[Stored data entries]
//! # corral-daemon
//!
//! The process-spawning side of a Corral container.
//!
//! `corral-initd` runs inside the container's namespaces. It tells the host
//! it is ready through a [`rendezvous`] pipe, then serves the control
//! socket handed to it by the host:
//!
//! - [`wire`]: newline-terminated JSON requests and responses.
//! - [`listener`]: accept loop; responses carry descriptors as
//!   `SCM_RIGHTS`.
//! - [`daemon`]: dispatches run, attach and signal requests.
//! - [`preparer`] and [`spawner`]: turn a process spec into a running
//!   child with pipes or a pty.
//! - [`reaper`]: the only place exit statuses are collected.
//!
//! [`client`] is the host half of the protocol and yields process handles
//! that own the received descriptors.

#![allow(unsafe_code)]
#![cfg_attr(test, allow(clippy::expect_used, clippy::unwrap_used))]

pub mod client;
pub mod daemon;
pub mod listener;
pub mod preparer;
pub mod reaper;
pub mod rendezvous;
pub mod spawner;
pub mod wire;
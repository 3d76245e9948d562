//! Registry of live containers keyed by handle.

use std::collections::BTreeMap;
use std::sync::{Arc, PoisonError, RwLock};

use corral_common::error::{CorralError, Result};
use corral_common::types::Handle;

use crate::container::Container;

/// Stores the containers a backend manages.
pub trait ContainerRepository: Send + Sync + std::fmt::Debug {
    /// Every registered container, ordered by handle.
    fn all(&self) -> Vec<Arc<dyn Container>>;

    /// Registers a container.
    ///
    /// # Errors
    ///
    /// Returns `HandleExists` if a container with the same handle is
    /// already registered.
    fn add(&self, container: Arc<dyn Container>) -> Result<()>;

    /// Looks a container up by handle.
    fn find_by_handle(&self, handle: &Handle) -> Option<Arc<dyn Container>>;

    /// Unregisters a container. Unknown handles are ignored.
    fn delete(&self, handle: &Handle);
}

/// Repository held in memory.
#[derive(Debug, Default)]
pub struct InMemoryRepository {
    containers: RwLock<BTreeMap<Handle, Arc<dyn Container>>>,
}

impl InMemoryRepository {
    /// Creates an empty repository.
    pub fn new() -> Self {
        Self::default()
    }
}

impl ContainerRepository for InMemoryRepository {
    fn all(&self) -> Vec<Arc<dyn Container>> {
        self.containers
            .read()
            .unwrap_or_else(PoisonError::into_inner)
            .values()
            .cloned()
            .collect()
    }

    fn add(&self, container: Arc<dyn Container>) -> Result<()> {
        let mut containers = self.containers.write().unwrap_or_else(PoisonError::into_inner);
        let handle = container.handle().clone();
        if containers.contains_key(&handle) {
            return Err(CorralError::HandleExists {
                handle: handle.to_string(),
            });
        }
        let _ = containers.insert(handle, container);
        Ok(())
    }

    fn find_by_handle(&self, handle: &Handle) -> Option<Arc<dyn Container>> {
        self.containers
            .read()
            .unwrap_or_else(PoisonError::into_inner)
            .get(handle)
            .cloned()
    }

    fn delete(&self, handle: &Handle) {
        let _ = self
            .containers
            .write()
            .unwrap_or_else(PoisonError::into_inner)
            .remove(handle);
    }
}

## Requirement
Retype the entries above exactly, but only from the line containing "pub mod listener;" through the line containing "ordered by handle.", both included.

## Solution
pub mod listener;
pub mod preparer;
pub mod reaper;
pub mod rendezvous;
pub mod spawner;
pub mod wire;
repository 3d76245e9948d562
//! Registry of live containers keyed by handle.

use std::collections::BTreeMap;
use std::sync::{Arc, PoisonError, RwLock};

use corral_common::error::{CorralError, Result};
use corral_common::types::Handle;

use crate::container::Container;

/// Stores the containers a backend manages.
pub trait ContainerRepository: Send + Sync + std::fmt::Debug {
    /// Every registered container, ordered by handle.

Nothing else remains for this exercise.